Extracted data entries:

------------

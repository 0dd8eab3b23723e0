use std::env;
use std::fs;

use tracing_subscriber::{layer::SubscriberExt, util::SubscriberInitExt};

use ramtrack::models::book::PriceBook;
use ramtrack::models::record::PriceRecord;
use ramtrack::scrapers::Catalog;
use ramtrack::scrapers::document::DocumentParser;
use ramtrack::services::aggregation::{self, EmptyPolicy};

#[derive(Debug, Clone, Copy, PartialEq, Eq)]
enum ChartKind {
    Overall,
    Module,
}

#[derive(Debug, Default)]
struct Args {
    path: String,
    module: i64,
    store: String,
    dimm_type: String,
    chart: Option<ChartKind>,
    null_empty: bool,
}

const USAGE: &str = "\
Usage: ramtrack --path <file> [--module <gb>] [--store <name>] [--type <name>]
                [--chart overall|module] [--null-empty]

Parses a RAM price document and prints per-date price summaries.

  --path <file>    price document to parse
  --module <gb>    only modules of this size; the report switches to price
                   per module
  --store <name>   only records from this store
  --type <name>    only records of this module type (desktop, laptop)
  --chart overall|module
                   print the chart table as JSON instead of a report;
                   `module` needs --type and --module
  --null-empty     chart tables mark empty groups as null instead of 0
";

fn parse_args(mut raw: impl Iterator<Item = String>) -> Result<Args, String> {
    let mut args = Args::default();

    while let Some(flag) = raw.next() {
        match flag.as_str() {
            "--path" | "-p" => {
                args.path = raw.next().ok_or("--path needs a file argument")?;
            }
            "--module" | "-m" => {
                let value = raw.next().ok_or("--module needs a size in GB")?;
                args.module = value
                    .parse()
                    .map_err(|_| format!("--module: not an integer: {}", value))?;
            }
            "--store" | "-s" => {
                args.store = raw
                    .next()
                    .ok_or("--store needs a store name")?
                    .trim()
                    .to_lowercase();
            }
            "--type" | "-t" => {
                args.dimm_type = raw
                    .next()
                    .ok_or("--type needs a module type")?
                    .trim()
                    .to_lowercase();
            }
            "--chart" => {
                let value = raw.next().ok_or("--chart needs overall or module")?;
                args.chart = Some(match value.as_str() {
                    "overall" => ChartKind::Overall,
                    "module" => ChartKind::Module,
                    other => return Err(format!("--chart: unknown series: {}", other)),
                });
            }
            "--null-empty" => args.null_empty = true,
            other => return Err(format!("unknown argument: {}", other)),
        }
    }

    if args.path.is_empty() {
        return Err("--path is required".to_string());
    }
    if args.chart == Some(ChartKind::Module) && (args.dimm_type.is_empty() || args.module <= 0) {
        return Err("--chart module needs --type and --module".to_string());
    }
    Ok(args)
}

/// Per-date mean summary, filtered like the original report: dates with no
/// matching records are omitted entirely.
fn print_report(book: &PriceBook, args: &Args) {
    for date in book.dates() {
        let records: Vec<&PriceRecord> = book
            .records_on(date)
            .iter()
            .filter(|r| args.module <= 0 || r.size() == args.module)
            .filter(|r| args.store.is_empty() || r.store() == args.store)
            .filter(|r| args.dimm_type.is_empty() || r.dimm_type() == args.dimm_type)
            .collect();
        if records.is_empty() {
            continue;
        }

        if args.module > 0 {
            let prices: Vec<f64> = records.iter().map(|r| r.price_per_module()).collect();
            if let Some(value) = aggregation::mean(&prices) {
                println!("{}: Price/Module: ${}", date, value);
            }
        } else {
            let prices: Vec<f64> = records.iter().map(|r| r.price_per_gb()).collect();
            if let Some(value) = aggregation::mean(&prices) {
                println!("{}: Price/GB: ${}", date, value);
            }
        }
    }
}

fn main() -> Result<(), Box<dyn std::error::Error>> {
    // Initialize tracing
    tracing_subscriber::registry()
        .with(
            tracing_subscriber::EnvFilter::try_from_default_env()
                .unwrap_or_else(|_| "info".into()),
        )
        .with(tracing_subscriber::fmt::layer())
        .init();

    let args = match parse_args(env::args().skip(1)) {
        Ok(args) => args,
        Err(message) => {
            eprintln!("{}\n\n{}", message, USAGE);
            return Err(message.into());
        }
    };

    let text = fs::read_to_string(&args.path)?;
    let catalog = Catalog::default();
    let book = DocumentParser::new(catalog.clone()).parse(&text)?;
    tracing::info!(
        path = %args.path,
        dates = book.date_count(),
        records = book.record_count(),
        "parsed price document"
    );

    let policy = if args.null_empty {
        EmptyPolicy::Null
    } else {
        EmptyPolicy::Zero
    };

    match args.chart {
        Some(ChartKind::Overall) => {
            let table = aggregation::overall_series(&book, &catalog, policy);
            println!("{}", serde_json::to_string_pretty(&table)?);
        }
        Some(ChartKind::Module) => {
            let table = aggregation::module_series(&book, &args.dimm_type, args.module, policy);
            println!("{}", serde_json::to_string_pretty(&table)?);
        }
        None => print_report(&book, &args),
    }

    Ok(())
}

------------

Your objective: Lines above with the string "collect" need to be found and copied.

Output for this task:
            .collect();
            let prices: Vec<f64> = records.iter().map(|r| r.price_per_module()).collect();
            let prices: Vec<f64> = records.iter().map(|r| r.price_per_gb()).collect();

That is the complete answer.